T. Shimamoto scite author profile

Beach response to sea level rise is investigated experimentally with monochromatic and random waves in medium scale laboratory wave flumes. Beach profile development from initially planar profiles, and a 2/3 power law profile, exposed to wave conditions that formed barred or bermed profiles and subsequent profile development following rises in water level and the same wave conditions are presented. Experiments assess profile response to a step-change in water level as well as the influence of sediment deposition above the still water level (e.g. overwash). A continuity based profile translation model (PTM) is applied to both idealised and measured shoreface profiles, and is used to predict overwash and deposition volumes above the shoreline. Quantitative agreement with the Bruun Rule (and variants of it) is found for measured shoreline recession for both barred and bermed beach profiles.
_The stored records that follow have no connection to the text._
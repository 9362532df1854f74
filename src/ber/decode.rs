//! BER decoding.
//!
//! [`Decoder`] reads from a shared [`Bytes`] buffer, so octet strings and
//! nested TLVs are sliced without copying.

use super::length::decode_length;
use super::tag;
use crate::error::{DecodeErrorKind, Error, Result};
use crate::oid::Oid;
use bytes::Bytes;

/// Cursor over BER-encoded data.
pub struct Decoder {
    data: Bytes,
    pos: usize,
    /// Offset of `data[0]` within the outermost buffer, for error reporting.
    base: usize,
}

impl Decoder {
    /// Create a decoder over the whole buffer.
    pub fn new(data: Bytes) -> Self {
        Self {
            data,
            pos: 0,
            base: 0,
        }
    }

    /// Create a decoder over a copy of a byte slice.
    pub fn from_slice(data: &[u8]) -> Self {
        Self::new(Bytes::copy_from_slice(data))
    }

    /// Absolute offset of the read position.
    pub fn offset(&self) -> usize {
        self.base + self.pos
    }

    /// Bytes left to read.
    pub fn remaining(&self) -> usize {
        self.data.len() - self.pos
    }

    /// Whether all data has been consumed.
    pub fn is_empty(&self) -> bool {
        self.remaining() == 0
    }

    /// Look at the next tag without consuming it.
    pub fn peek_tag(&self) -> Option<u8> {
        self.data.get(self.pos).copied()
    }

    /// Read a single-octet tag.
    pub fn read_tag(&mut self) -> Result<u8> {
        let tag = self
            .peek_tag()
            .ok_or_else(|| Error::decode(self.offset(), DecodeErrorKind::TruncatedData))?;
        self.pos += 1;
        Ok(tag)
    }

    /// Read a length and check that the content fits in what remains.
    pub fn read_length(&mut self) -> Result<usize> {
        let (len, consumed) = decode_length(&self.data[self.pos..], self.offset())?;
        self.pos += consumed;
        if len > self.remaining() {
            return Err(Error::decode(self.offset(), DecodeErrorKind::TruncatedData));
        }
        Ok(len)
    }

    /// Read `len` raw bytes.
    pub fn read_bytes(&mut self, len: usize) -> Result<Bytes> {
        if len > self.remaining() {
            return Err(Error::decode(self.offset(), DecodeErrorKind::TruncatedData));
        }
        let bytes = self.data.slice(self.pos..self.pos + len);
        self.pos += len;
        Ok(bytes)
    }

    /// Read a tag and fail unless it matches `expected`.
    pub fn expect_tag(&mut self, expected: u8) -> Result<()> {
        let offset = self.offset();
        let actual = self.read_tag()?;
        if actual != expected {
            return Err(Error::decode(
                offset,
                DecodeErrorKind::UnexpectedTag { expected, actual },
            ));
        }
        Ok(())
    }

    /// Split off the next `len` bytes as an independent decoder.
    pub fn sub_decoder(&mut self, len: usize) -> Result<Decoder> {
        let base = self.offset();
        let data = self.read_bytes(len)?;
        Ok(Decoder { data, pos: 0, base })
    }

    /// Read a SEQUENCE header and return a decoder over its contents.
    pub fn read_sequence(&mut self) -> Result<Decoder> {
        self.expect_tag(tag::universal::SEQUENCE)?;
        let len = self.read_length()?;
        self.sub_decoder(len)
    }

    /// Read a complete INTEGER TLV.
    pub fn read_integer(&mut self) -> Result<i32> {
        self.expect_tag(tag::universal::INTEGER)?;
        let len = self.read_length()?;
        self.read_integer_value(len)
    }

    /// Read a complete OCTET STRING TLV.
    pub fn read_octet_string(&mut self) -> Result<Bytes> {
        self.expect_tag(tag::universal::OCTET_STRING)?;
        let len = self.read_length()?;
        self.read_bytes(len)
    }

    /// Read a complete OBJECT IDENTIFIER TLV.
    pub fn read_oid(&mut self) -> Result<Oid> {
        self.expect_tag(tag::universal::OBJECT_IDENTIFIER)?;
        let len = self.read_length()?;
        self.read_oid_value(len)
    }

    /// Read signed INTEGER content octets.
    ///
    /// Up to 5 octets are accepted when the extra leading octet is pure sign
    /// extension, which some agents emit.
    pub fn read_integer_value(&mut self, len: usize) -> Result<i32> {
        let offset = self.offset();
        if len == 0 {
            return Err(Error::decode(offset, DecodeErrorKind::ZeroLengthInteger));
        }
        if len > 5 {
            return Err(Error::decode(offset, DecodeErrorKind::IntegerOverflow));
        }
        let bytes = self.read_bytes(len)?;
        let wide = bytes.iter().skip(1).fold(
            i64::from(bytes[0] as i8),
            |acc, &b| (acc << 8) | i64::from(b),
        );
        i32::try_from(wide).map_err(|_| Error::decode(offset, DecodeErrorKind::IntegerOverflow))
    }

    /// Read unsigned 32-bit content octets (Counter32, Gauge32, TimeTicks).
    pub fn read_unsigned32_value(&mut self, len: usize) -> Result<u32> {
        let offset = self.offset();
        let value = self.read_unsigned(len, 5)?;
        u32::try_from(value).map_err(|_| Error::decode(offset, DecodeErrorKind::IntegerOverflow))
    }

    /// Read unsigned 64-bit content octets (Counter64).
    pub fn read_integer64_value(&mut self, len: usize) -> Result<u64> {
        let offset = self.offset();
        if len > 9 {
            return Err(Error::decode(
                offset,
                DecodeErrorKind::Integer64TooLong { length: len },
            ));
        }
        let value = self.read_unsigned(len, 9)?;
        u64::try_from(value).map_err(|_| Error::decode(offset, DecodeErrorKind::IntegerOverflow))
    }

    /// Read OBJECT IDENTIFIER content octets.
    pub fn read_oid_value(&mut self, len: usize) -> Result<Oid> {
        let offset = self.offset();
        let bytes = self.read_bytes(len)?;
        Oid::from_ber(&bytes).map_err(|e| match e {
            Error::Decode { offset: inner, kind } => Error::decode(offset + inner, kind),
            other => other,
        })
    }

    fn read_unsigned(&mut self, len: usize, max_len: usize) -> Result<u128> {
        let offset = self.offset();
        if len == 0 {
            return Err(Error::decode(offset, DecodeErrorKind::ZeroLengthInteger));
        }
        if len > max_len {
            return Err(Error::decode(offset, DecodeErrorKind::IntegerOverflow));
        }
        let bytes = self.read_bytes(len)?;
        // A set high bit is read as magnitude, not sign, as net-snmp does.
        Ok(bytes
            .iter()
            .fold(0u128, |acc, &b| (acc << 8) | u128::from(b)))
    }
}
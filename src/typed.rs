//! Typed values: an abstract SNMP type plus the value's text.
//!
//! A [`TypedValue`] is what callers see for every binding. The text is
//! sanitized once on construction; conversion to a native number happens
//! on demand through [`TypedValue::native_value`].

use crate::error::{ConversionErrorKind, Error, Result};
use std::fmt;
use std::num::IntErrorKind;
use std::str::FromStr;

/// Abstract SNMP type of a value.
#[derive(Debug, Clone, Copy, PartialEq, Eq, Hash)]
#[non_exhaustive]
pub enum SnmpType {
    Integer,
    Integer32,
    Unsigned32,
    Counter,
    Counter64,
    Gauge,
    Ticks,
    UInteger,
    OctetStr,
    ObjectId,
    IpAddr,
    NetAddr,
    Opaque,
    Null,
    Bits,
    NoSuchObject,
    NoSuchInstance,
    EndOfMibView,
    Unknown,
}

impl SnmpType {
    /// Every type, in declaration order.
    pub const ALL: [SnmpType; 19] = [
        SnmpType::Integer,
        SnmpType::Integer32,
        SnmpType::Unsigned32,
        SnmpType::Counter,
        SnmpType::Counter64,
        SnmpType::Gauge,
        SnmpType::Ticks,
        SnmpType::UInteger,
        SnmpType::OctetStr,
        SnmpType::ObjectId,
        SnmpType::IpAddr,
        SnmpType::NetAddr,
        SnmpType::Opaque,
        SnmpType::Null,
        SnmpType::Bits,
        SnmpType::NoSuchObject,
        SnmpType::NoSuchInstance,
        SnmpType::EndOfMibView,
        SnmpType::Unknown,
    ];

    /// Upper-case type name, e.g. `COUNTER64`.
    pub fn name(self) -> &'static str {
        match self {
            SnmpType::Integer => "INTEGER",
            SnmpType::Integer32 => "INTEGER32",
            SnmpType::Unsigned32 => "UNSIGNED32",
            SnmpType::Counter => "COUNTER",
            SnmpType::Counter64 => "COUNTER64",
            SnmpType::Gauge => "GAUGE",
            SnmpType::Ticks => "TICKS",
            SnmpType::UInteger => "UINTEGER",
            SnmpType::OctetStr => "OCTETSTR",
            SnmpType::ObjectId => "OBJECTID",
            SnmpType::IpAddr => "IPADDR",
            SnmpType::NetAddr => "NETADDR",
            SnmpType::Opaque => "OPAQUE",
            SnmpType::Null => "NULL",
            SnmpType::Bits => "BITS",
            SnmpType::NoSuchObject => "NOSUCHOBJECT",
            SnmpType::NoSuchInstance => "NOSUCHINSTANCE",
            SnmpType::EndOfMibView => "ENDOFMIBVIEW",
            SnmpType::Unknown => "UNKNOWN",
        }
    }

    /// Types whose text converts to a 64-bit integer.
    pub fn is_integer_family(self) -> bool {
        self.is_signed() || self.is_unsigned()
    }

    /// `noSuchObject`, `noSuchInstance` or `endOfMibView`.
    pub fn is_exception(self) -> bool {
        matches!(
            self,
            SnmpType::NoSuchObject | SnmpType::NoSuchInstance | SnmpType::EndOfMibView
        )
    }

    fn is_signed(self) -> bool {
        matches!(self, SnmpType::Integer | SnmpType::Integer32)
    }

    fn is_unsigned(self) -> bool {
        matches!(
            self,
            SnmpType::Unsigned32
                | SnmpType::Counter
                | SnmpType::Counter64
                | SnmpType::Gauge
                | SnmpType::Ticks
                | SnmpType::UInteger
        )
    }
}

impl fmt::Display for SnmpType {
    fn fmt(&self, f: &mut fmt::Formatter<'_>) -> fmt::Result {
        f.write_str(self.name())
    }
}

/// Error returned when a type name is not recognized.
#[derive(Debug, Clone, PartialEq, Eq, thiserror::Error)]
#[error("unknown SNMP type name '{0}'")]
pub struct UnknownTypeName(pub Box<str>);

impl FromStr for SnmpType {
    type Err = UnknownTypeName;

    /// Parse a type name, ignoring case. The long spellings
    /// `OCTET_STRING`, `OBJECT_IDENTIFIER` and `IPADDRESS` are accepted too.
    fn from_str(s: &str) -> std::result::Result<Self, Self::Err> {
        let upper = s.trim().to_ascii_uppercase();
        let alias = match upper.as_str() {
            "OCTET_STRING" => Some(SnmpType::OctetStr),
            "OBJECT_IDENTIFIER" => Some(SnmpType::ObjectId),
            "IPADDRESS" => Some(SnmpType::IpAddr),
            _ => None,
        };
        alias
            .or_else(|| SnmpType::ALL.into_iter().find(|t| t.name() == upper))
            .ok_or_else(|| UnknownTypeName(s.into()))
    }
}

/// A value's native form.
#[derive(Debug, Clone, Copy, PartialEq, Eq)]
pub enum NativeValue<'a> {
    /// INTEGER and INTEGER32.
    Signed(i64),
    /// The unsigned counter, gauge and ticks types.
    Unsigned(u64),
    /// Every other type, as the stored text.
    Text(&'a str),
}

impl<'a> NativeValue<'a> {
    pub fn as_i64(&self) -> Option<i64> {
        match *self {
            NativeValue::Signed(v) => Some(v),
            NativeValue::Unsigned(v) => i64::try_from(v).ok(),
            NativeValue::Text(_) => None,
        }
    }

    pub fn as_u64(&self) -> Option<u64> {
        match *self {
            NativeValue::Signed(v) => u64::try_from(v).ok(),
            NativeValue::Unsigned(v) => Some(v),
            NativeValue::Text(_) => None,
        }
    }

    pub fn as_str(&self) -> Option<&'a str> {
        match *self {
            NativeValue::Text(s) => Some(s),
            _ => None,
        }
    }
}

impl fmt::Display for NativeValue<'_> {
    fn fmt(&self, f: &mut fmt::Formatter<'_>) -> fmt::Result {
        match self {
            NativeValue::Signed(v) => write!(f, "{}", v),
            NativeValue::Unsigned(v) => write!(f, "{}", v),
            NativeValue::Text(s) => f.write_str(s),
        }
    }
}

/// A value's abstract type together with its sanitized text.
///
/// ```
/// use typed_snmp::{NativeValue, SnmpType, TypedValue};
///
/// let v = TypedValue::new(SnmpType::Counter64, "18446744073709551615");
/// assert_eq!(v.native_value().unwrap(), NativeValue::Unsigned(u64::MAX));
///
/// let s = TypedValue::new(SnmpType::OctetStr, "eth0\r\n");
/// assert_eq!(s.raw(), "eth0  ");
/// assert_eq!(s.native_value().unwrap(), NativeValue::Text("eth0  "));
/// ```
#[derive(Debug, Clone, PartialEq, Eq, Hash)]
pub struct TypedValue {
    snmp_type: SnmpType,
    raw: String,
}

impl TypedValue {
    /// Construct a value. Never fails; the text is sanitized.
    pub fn new(snmp_type: SnmpType, raw: impl AsRef<str>) -> Self {
        Self {
            snmp_type,
            raw: sanitize(raw.as_ref()),
        }
    }

    pub fn snmp_type(&self) -> SnmpType {
        self.snmp_type
    }

    /// The stored text.
    pub fn raw(&self) -> &str {
        &self.raw
    }

    pub fn is_exception(&self) -> bool {
        self.snmp_type.is_exception()
    }

    pub fn is_end_of_mib_view(&self) -> bool {
        self.snmp_type == SnmpType::EndOfMibView
    }

    /// Convert the text to its native form.
    ///
    /// Integer-family types parse as 64-bit decimal integers (surrounding
    /// spaces ignored); malformed or out-of-range text is an
    /// [`Error::Conversion`]. Every other type returns the text unchanged.
    pub fn native_value(&self) -> Result<NativeValue<'_>> {
        let text = self.raw.trim();
        if self.snmp_type.is_signed() {
            text.parse::<i64>()
                .map(NativeValue::Signed)
                .map_err(|e| self.conversion_error(e.kind()))
        } else if self.snmp_type.is_unsigned() {
            text.parse::<u64>()
                .map(NativeValue::Unsigned)
                .map_err(|e| self.conversion_error(e.kind()))
        } else {
            Ok(NativeValue::Text(&self.raw))
        }
    }

    fn conversion_error(&self, kind: &IntErrorKind) -> Error {
        Error::Conversion {
            snmp_type: self.snmp_type,
            input: self.raw.as_str().into(),
            kind: ConversionErrorKind::from(kind),
        }
    }
}

impl fmt::Display for TypedValue {
    fn fmt(&self, f: &mut fmt::Formatter<'_>) -> fmt::Result {
        write!(f, "{}: {}", self.snmp_type, self.raw)
    }
}

impl From<&crate::value::Value> for TypedValue {
    fn from(value: &crate::value::Value) -> Self {
        TypedValue::new(value.snmp_type(), value.to_string())
    }
}

/// Strip control characters from externally sourced text.
///
/// Tab, newline and carriage return each become a single space; all other
/// control characters are dropped.
pub fn sanitize(text: &str) -> String {
    text.chars()
        .filter_map(|c| match c {
            '\t' | '\n' | '\r' => Some(' '),
            c if c.is_control() => None,
            c => Some(c),
        })
        .collect()
}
There is some variability between the profiles at equilibrium at the two different water levels. Under these idealised conditions, deviations between the original Bruun Rule, the modification by Rosati et al. (2013) and the PTM model predictions are of the order of 15% and all these model predictions are within ±30% of the observed shoreline recession. Measurements of the recession of individual contour responses, such as the shoreline, may be subject to local profile variability; therefore, a measure of the 2 mean recession of the profile is also obtained by averaging the recession of discrete contours throughout the active profile. The mean recession only requires conservation of volume, not conservation of profile shape, to be consistent with the Bruun Rule concept, and is found to be in better agreement with all three model predictions than the recession measured at the shoreline.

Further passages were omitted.